There's a lot going on here, so bear with me. I'll start by listing some assumptions I'm making about what players desire the game to look like, then I'll talk about what the *perceived* obstacles from Starmade resembling that game and what the *actual* obstacles are, as I see it, because it's not completely intuitive. This is going to be long. Sorry.
Assumption One: Players desire mixed-size fleet battles
What I mean by this is that an ideal battle in might look like something out of the Homeworld series or Battlestar Galactica: groups of spaceships of different sizes fight each other, with different ships of different relative size and power level. A larger spaceship is, all things being equal, a more effective spaceship than a smaller spaceship for most purposes. However, if the larger spaceship was better in all cases, why would there even be smaller ships?
So: What people want is there to be a reason for having small ships, but also for large ships to be fewer in number and more dangerous than small ships.
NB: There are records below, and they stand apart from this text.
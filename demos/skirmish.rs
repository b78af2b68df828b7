//! Terminal walkthrough of the skirmish queries.
//!
//! Run: cargo run --bin skirmish

use skirmish_aoe::{AoeShape, AreaOfEffect};
use skirmish_core::BoardConfig;
use skirmish_demos::{ARENA, Scenario};

const MOVEMENT: i32 = 4;

fn main() {
    let mut scenario = match Scenario::new(ARENA, BoardConfig::default().with_starry(true), 3, 42) {
        Ok(s) => s,
        Err(e) => {
            eprintln!("Error: {e}");
            std::process::exit(1);
        }
    };

    let range = scenario.move_range(MOVEMENT);
    println!("Move range ({} tiles):", range.len());
    println!("{}", scenario.render(&range, '+'));

    scenario.pointer_moved((7.5, 4.5));
    println!("Hover: {:?}", scenario.hover);
    match scenario.path_to_hover(MOVEMENT as usize) {
        Some(path) => {
            println!("Path ({} steps):", path.len().saturating_sub(1));
            println!("{}", scenario.render(&path, '*'));
        }
        None => println!("No path to the hovered tile.\n"),
    }

    for (shape, size) in [
        (AoeShape::Square, 3),
        (AoeShape::Circle, 2),
        (AoeShape::Cone, 3),
        (AoeShape::Line, 5),
    ] {
        let aoe = AreaOfEffect::new(shape, size)
            .with_line_of_sight(true)
            .with_aoe_line_of_sight(true);
        let hit = scenario.aoe_at_hover(&aoe);
        println!("{shape:?} {size} ({} tiles):", hit.len());
        println!("{}", scenario.render(&hit, 'o'));
    }
}
//! Area search and pathfinding over skirmish boards.
//!
//! This crate answers the movement and range queries of a tactical board:
//!
//! - **Area search** bounded by accumulated cost, through grid offsets
//!   ([`Searcher::tiles_in_range`]) or through links
//!   ([`Searcher::tiles_for_move`]), or with any [`Expander`] and inclusion
//!   predicate ([`Searcher::search_area`])
//! - **A\*** routing over enabled links ([`Searcher::find_path`])
//!
//! All queries go through [`Searcher`], which owns and reuses its search
//! records and queues so that repeated queries allocate little after
//! warm-up. The board is only borrowed immutably: topology cannot change
//! while a query runs.

mod area;
mod astar;
mod distance;
mod neighbors;
mod searcher;
mod traits;

pub use area::AreaQuery;
pub use distance::manhattan;
pub use neighbors::{GridOffsets, LinkSteps};
pub use searcher::{PathNode, SearchTile, Searcher};
pub use traits::{Expander, Step};
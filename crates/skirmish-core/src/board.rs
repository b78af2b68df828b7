//! The [`Board`]: a grid index of tiles plus the link graph joining them.
//!
//! Tiles are keyed by position and stored in insertion order; links live in
//! an arena addressed by [`LinkId`]. Topology is meant to be built once and
//! then only read by queries, while occupancy and enable switches change
//! during play.

use std::collections::HashMap;

use crate::config::BoardConfig;
use crate::error::BoardError;
use crate::geom::{Point, Range};
use crate::link::{Link, LinkId};
use crate::tile::{Occupant, Tile};

/// Sparse tile board with an explicit link graph.
///
/// Registered tiles are edited through the board only, so a link is always
/// attached to both of its endpoints or to neither:
///
/// ```compile_fail
/// use skirmish_core::{Board, Point};
///
/// let mut b = Board::default();
/// b.build_tile(Point::ZERO).unwrap();
/// let _ = b.tile_mut(Point::ZERO);
/// ```
#[derive(Debug, Clone, Default)]
pub struct Board {
    config: BoardConfig,
    tiles: Vec<Tile>,
    index: HashMap<Point, usize>,
    links: Vec<Option<Link>>,
    link_count: usize,
    bounds: Range,
}

impl Board {
    /// Create an empty board.
    pub fn new(config: BoardConfig) -> Self {
        Self {
            config,
            ..Self::default()
        }
    }

    #[inline]
    pub fn config(&self) -> &BoardConfig {
        &self.config
    }

    pub fn set_config(&mut self, config: BoardConfig) {
        self.config = config;
    }

    // -----------------------------------------------------------------------
    // Grid index
    // -----------------------------------------------------------------------

    /// Number of tiles.
    #[inline]
    pub fn len(&self) -> usize {
        self.tiles.len()
    }

    #[inline]
    pub fn is_empty(&self) -> bool {
        self.tiles.is_empty()
    }

    /// Smallest range holding every tile.
    #[inline]
    pub fn bounds(&self) -> Range {
        self.bounds
    }

    #[inline]
    pub fn contains(&self, p: Point) -> bool {
        self.index.contains_key(&p)
    }

    /// The tile at `p`, if any.
    #[inline]
    pub fn get_tile(&self, p: Point) -> Option<&Tile> {
        self.index.get(&p).map(|&i| &self.tiles[i])
    }

    #[inline]
    pub(crate) fn tile_mut(&mut self, p: Point) -> Option<&mut Tile> {
        match self.index.get(&p) {
            Some(&i) => Some(&mut self.tiles[i]),
            None => None,
        }
    }

    /// Every tile, in insertion order.
    pub fn tiles(&self) -> impl Iterator<Item = &Tile> {
        self.tiles.iter()
    }

    /// Register a tile.
    ///
    /// Fails with [`BoardError::DuplicateKey`] if the position is taken. Any
    /// links the tile carried are dropped: links are attached through the
    /// board only.
    pub fn insert_tile(&mut self, mut tile: Tile) -> Result<(), BoardError> {
        let pos = tile.pos();
        if self.index.contains_key(&pos) {
            return Err(BoardError::DuplicateKey(pos));
        }
        while let Some(&l) = tile.links().first() {
            tile.remove_link(l);
        }
        let cell = Range::spanning(pos, pos);
        self.bounds = if self.tiles.is_empty() {
            cell
        } else {
            self.bounds.union(cell)
        };
        self.index.insert(pos, self.tiles.len());
        self.tiles.push(tile);
        Ok(())
    }

    /// Create and register a default tile at `p`.
    pub fn build_tile(&mut self, p: Point) -> Result<&mut Tile, BoardError> {
        self.insert_tile(Tile::new(p))?;
        let i = self.tiles.len() - 1;
        Ok(&mut self.tiles[i])
    }

    /// Replace the occupant of the tile at `p`, returning the previous one.
    pub fn set_content(
        &mut self,
        p: Point,
        content: Option<Occupant>,
    ) -> Result<Option<Occupant>, BoardError> {
        let tile = self.tile_mut(p).ok_or(BoardError::TileNotFound(p))?;
        Ok(tile.set_content(content))
    }

    pub fn set_tile_enabled(&mut self, p: Point, enabled: bool) -> Result<(), BoardError> {
        let tile = self.tile_mut(p).ok_or(BoardError::TileNotFound(p))?;
        tile.set_enabled(enabled);
        Ok(())
    }

    /// Flip the enabled state of the tile at `p`.
    pub fn switch_tile(&mut self, p: Point) -> Result<(), BoardError> {
        let tile = self.tile_mut(p).ok_or(BoardError::TileNotFound(p))?;
        tile.switch();
        Ok(())
    }

    /// On-board grid neighbours of `p`: the orthogonal ones, then the
    /// diagonal ones when the board is starry.
    pub fn grid_neighbors(&self, p: Point) -> Vec<Point> {
        let mut out = Vec::with_capacity(8);
        out.extend(p.neighbors_4().into_iter().filter(|n| self.contains(*n)));
        if self.config.starry {
            out.extend(p.diagonals().into_iter().filter(|n| self.contains(*n)));
        }
        out
    }

    // -----------------------------------------------------------------------
    // Link graph
    // -----------------------------------------------------------------------

    /// Number of live links.
    #[inline]
    pub fn link_count(&self) -> usize {
        self.link_count
    }

    #[inline]
    pub fn link(&self, id: LinkId) -> Option<&Link> {
        self.links.get(id.index()).and_then(Option::as_ref)
    }

    /// Every live link with its id.
    pub fn links(&self) -> impl Iterator<Item = (LinkId, &Link)> {
        self.links
            .iter()
            .enumerate()
            .filter_map(|(i, l)| l.as_ref().map(|l| (LinkId(i as u32), l)))
    }

    /// Links attached to the tile at `p`, in insertion order. Empty if there
    /// is no such tile.
    pub fn tile_links(&self, p: Point) -> impl Iterator<Item = (LinkId, &Link)> {
        self.get_tile(p)
            .map(Tile::links)
            .unwrap_or(&[])
            .iter()
            .filter_map(|&id| self.link(id).map(|l| (id, l)))
    }

    /// The link joining `a` and `b`, in either order.
    pub fn link_between(&self, a: Point, b: Point) -> Option<LinkId> {
        self.tile_links(a)
            .find(|(_, l)| l.joins(a, b))
            .map(|(id, _)| id)
    }

    /// Tiles reachable through one link from `p`, enabled or not.
    pub fn adjacent_tiles(&self, p: Point) -> Vec<Point> {
        self.tile_links(p)
            .filter_map(|(_, l)| l.other_endpoint(p))
            .collect()
    }

    /// Register `link` and attach it to both endpoints.
    ///
    /// A link equal to an existing one is rejected with
    /// [`BoardError::DuplicateLink`] and dropped; nothing is attached.
    pub fn insert_link(&mut self, link: Link) -> Result<LinkId, BoardError> {
        let (a, b) = link.endpoints();
        if !self.contains(a) {
            return Err(BoardError::TileNotFound(a));
        }
        if !self.contains(b) {
            return Err(BoardError::TileNotFound(b));
        }
        if self.link_between(a, b).is_some() {
            return Err(BoardError::DuplicateLink { a, b });
        }
        let id = LinkId(self.links.len() as u32);
        self.links.push(Some(link));
        self.link_count += 1;
        for p in [a, b] {
            if let Some(t) = self.tile_mut(p) {
                t.add_link(id);
            }
        }
        Ok(id)
    }

    /// Link `a` and `b`, optionally with a fixed length.
    pub fn connect(&mut self, a: Point, b: Point, length: Option<f64>) -> Result<LinkId, BoardError> {
        let mut link = Link::new(a, b).ok_or(BoardError::SelfLink(a))?;
        link.set_length_override(length);
        self.insert_link(link)
    }

    /// Detach a link from both endpoints and free it. Returns `false` if the
    /// id was not live.
    pub fn remove_link(&mut self, id: LinkId) -> bool {
        let Some(link) = self.links.get_mut(id.index()).and_then(Option::take) else {
            return false;
        };
        self.link_count -= 1;
        let (a, b) = link.endpoints();
        for p in [a, b] {
            if let Some(t) = self.tile_mut(p) {
                t.remove_link(id);
            }
        }
        true
    }

    /// Whether a link can be crossed: its own switch and both endpoint tiles
    /// must be enabled. Unknown ids are never enabled.
    pub fn is_link_enabled(&self, id: LinkId) -> bool {
        let Some(link) = self.link(id) else {
            return false;
        };
        let tile_on = |p| self.get_tile(p).is_some_and(Tile::is_enabled);
        link.self_enabled() && tile_on(link.tile_a()) && tile_on(link.tile_b())
    }

    /// Set a link's own switch. Returns `false` if the id was not live.
    pub fn set_link_enabled(&mut self, id: LinkId, enabled: bool) -> bool {
        match self.links.get_mut(id.index()).and_then(Option::as_mut) {
            Some(l) => {
                l.self_enabled = enabled;
                true
            }
            None => false,
        }
    }

    /// Flip a link's own switch. Returns `false` if the id was not live.
    pub fn switch_link(&mut self, id: LinkId) -> bool {
        match self.link(id).map(Link::self_enabled) {
            Some(enabled) => self.set_link_enabled(id, !enabled),
            None => false,
        }
    }

    /// Set or clear a link's fixed length. Returns `false` if the id was not
    /// live.
    pub fn set_link_length(&mut self, id: LinkId, length: Option<f64>) -> bool {
        match self.links.get_mut(id.index()).and_then(Option::as_mut) {
            Some(l) => {
                l.set_length_override(length);
                true
            }
            None => false,
        }
    }

    /// Link the tile at `p` to each of its grid neighbours that is free and
    /// not already linked to it. Returns the new links.
    pub fn link_adjacent_tiles(&mut self, p: Point) -> Result<Vec<LinkId>, BoardError> {
        if !self.contains(p) {
            return Err(BoardError::TileNotFound(p));
        }
        let mut created = Vec::new();
        for n in self.grid_neighbors(p) {
            if self.get_tile(n).is_some_and(Tile::is_occupied) {
                continue;
            }
            match self.connect(p, n, None) {
                Ok(id) => created.push(id),
                Err(BoardError::DuplicateLink { .. }) => {
                    log::debug!("skipping existing link {p} <-> {n}");
                }
                Err(e) => return Err(e),
            }
        }
        Ok(created)
    }
}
Assumption Two: Players desire mixed-role fleet battles
AKA "All things should not be equal"
In the above assumption, I stated that "all things being equal" a larger ship should beat a smaller ship. However, from what I have noticed in discussions, people's general goal is that large ships are vulnerable to smaller bombers (ie, highly-specialized small ships) not to, say, small scout ships or small harvesters or even small space superiority fighters. So what people want is the option to allow specialization in their spaceships at some cost. For example, in order for a small ship to be able to do credible damage to a large ship, it must sacrifice speed, durability, or weapons that can plausibly hit fast-moving small targets.
So: People want smaller ships that are purpose-built to damage larger ships to be able to do so, even though that would result in a less-versatile or well-rounded spaceship (such as a bomber or ion cannon frigate from Homeworld).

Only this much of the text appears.